There is matter and there is anti-matter.  And there is a huge amount of matter in the universe.  Googling Harry Potter yields more than 79 Million results.

Since there is so much Potter in the universe it is only reasonable that there also be anti-Potter!  LOL  The 7 Harry Potter books are 6.3 megabytes.  So how would that much anti-Potter be measured and accumulated?

Using a program to determine SF and Fantasy densities gives the HP series an SF density of 0.076 and a Fantasy density of 0.706.  The Fantasy density is 9 times the SF density.  J. K. Rowling uses the word 'wand' 1,500 times.

A score of 1.000 would mean that 1 science or fantasy word was used for every 1,000 characters of text, including spaces and punctuation.
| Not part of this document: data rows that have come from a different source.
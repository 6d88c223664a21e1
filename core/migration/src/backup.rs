use chrono::Utc;
use serde::Serialize;
use std::path::{Path, PathBuf};
use tracing::info;

use crate::database::Database;
use crate::error::{MigrationError, Result};

/// Result of copying the store aside before mutation
#[derive(Debug, Clone, PartialEq, Eq, Serialize)]
pub struct BackupReport {
    pub source: PathBuf,
    pub destination: PathBuf,
    pub bytes: u64,
    pub node_count: usize,
    pub edge_count: usize,
}

/// `<store>.backup-<UTC timestamp>` next to the store file
pub fn default_backup_path(store: &Path) -> PathBuf {
    let mut name = store
        .file_name()
        .map(|n| n.to_os_string())
        .unwrap_or_else(|| "graph.db".into());
    name.push(format!(".backup-{}", Utc::now().format("%Y%m%d-%H%M%S")));
    store.with_file_name(name)
}

/// Copy the store file and check that the copy holds the same rows
pub fn backup_store(db: &Database, destination: &Path) -> Result<BackupReport> {
    let source = db.path().to_path_buf();

    if destination.exists() {
        return Err(MigrationError::Backup {
            path: destination.to_path_buf(),
            reason: "destination already exists".to_string(),
        });
    }

    info!("Creating backup at {}", destination.display());
    let bytes = std::fs::copy(&source, destination).map_err(|source_err| MigrationError::Io {
        path: destination.to_path_buf(),
        source: source_err,
    })?;

    let node_count = db.count_nodes()?;
    let edge_count = db.count_edges()?;

    let copy = Database::open_existing(destination)?;
    let copied_nodes = copy.count_nodes()?;
    let copied_edges = copy.count_edges()?;

    if copied_nodes != node_count || copied_edges != edge_count {
        return Err(MigrationError::Backup {
            path: destination.to_path_buf(),
            reason: format!(
                "row counts differ: source {} nodes / {} edges, copy {} nodes / {} edges",
                node_count, edge_count, copied_nodes, copied_edges
            ),
        });
    }

    info!(
        "✓ Backup verified: {} nodes, {} edges, {} bytes",
        node_count, edge_count, bytes
    );
    Ok(BackupReport {
        source,
        destination: destination.to_path_buf(),
        bytes,
        node_count,
        edge_count,
    })
}
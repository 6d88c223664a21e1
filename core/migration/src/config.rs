use regex::Regex;

use crate::error::{MigrationError, Result};

pub const DEFAULT_DIRECTIVE_NAMESPACE: &str = "cda";
pub const DEFAULT_LEXICON_NAMESPACE: &str = "cl";
pub const DEFAULT_VERSION: &str = "61";
pub const DEFAULT_LEXICON_VERSION: &str = "1.76";

/// Version segment accepted in identifiers, e.g. `61` or `1.76`
pub const VERSION_PATTERN: &str = r"[0-9]+(?:\.[0-9]+)*";

/// Namespaces and fallback versions used to build new identifiers
#[derive(Debug, Clone, PartialEq, Eq)]
pub struct MigrationConfig {
    pub directive_namespace: String,
    pub lexicon_namespace: String,
    pub default_version: String,
    pub default_lexicon_version: String,
}

impl Default for MigrationConfig {
    fn default() -> Self {
        Self {
            directive_namespace: DEFAULT_DIRECTIVE_NAMESPACE.to_string(),
            lexicon_namespace: DEFAULT_LEXICON_NAMESPACE.to_string(),
            default_version: DEFAULT_VERSION.to_string(),
            default_lexicon_version: DEFAULT_LEXICON_VERSION.to_string(),
        }
    }
}

impl MigrationConfig {
    /// Build a config from `IDGRAPH_*` environment variables, falling back to defaults
    pub fn from_env() -> Self {
        let defaults = Self::default();
        Self {
            directive_namespace: env_or("IDGRAPH_DIRECTIVE_NAMESPACE", defaults.directive_namespace),
            lexicon_namespace: env_or("IDGRAPH_LEXICON_NAMESPACE", defaults.lexicon_namespace),
            default_version: env_or("IDGRAPH_DEFAULT_VERSION", defaults.default_version),
            default_lexicon_version: env_or(
                "IDGRAPH_DEFAULT_LEXICON_VERSION",
                defaults.default_lexicon_version,
            ),
        }
    }

    pub fn validate(&self) -> Result<()> {
        let namespace = pattern(r"^[a-z][a-z0-9]*$")?;
        let version = pattern(&format!("^{}$", VERSION_PATTERN))?;

        for (field, value) in [
            ("directive namespace", &self.directive_namespace),
            ("lexicon namespace", &self.lexicon_namespace),
        ] {
            if !namespace.is_match(value) {
                return Err(MigrationError::Config(format!(
                    "{} '{}' must be lowercase alphanumeric",
                    field, value
                )));
            }
        }

        if self.directive_namespace == self.lexicon_namespace {
            return Err(MigrationError::Config(format!(
                "directive and lexicon namespaces must differ (both '{}')",
                self.directive_namespace
            )));
        }

        for (field, value) in [
            ("default version", &self.default_version),
            ("default lexicon version", &self.default_lexicon_version),
        ] {
            if !version.is_match(value) {
                return Err(MigrationError::Config(format!(
                    "{} '{}' must be dotted digits",
                    field, value
                )));
            }
        }

        Ok(())
    }
}

fn pattern(source: &str) -> Result<Regex> {
    Regex::new(source).map_err(|e| MigrationError::Config(e.to_string()))
}

fn env_or(key: &str, fallback: String) -> String {
    std::env::var(key)
        .ok()
        .map(|v| v.trim().to_string())
        .filter(|v| !v.is_empty())
        .unwrap_or(fallback)
}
So I have selected a list of 13 books totaling 6.2 megabytes which should qualify as Anti-Potter.  The SF density is 1.134 and the Fantasy density is 0.049.  With an SF density higher than the Fantasy density of the HP series and a Fantasy density lower than the SF density than the Potter series it qualifies as Anti-Potter.  The SF density is 23 times the Fantasy density so this is really heavy literature.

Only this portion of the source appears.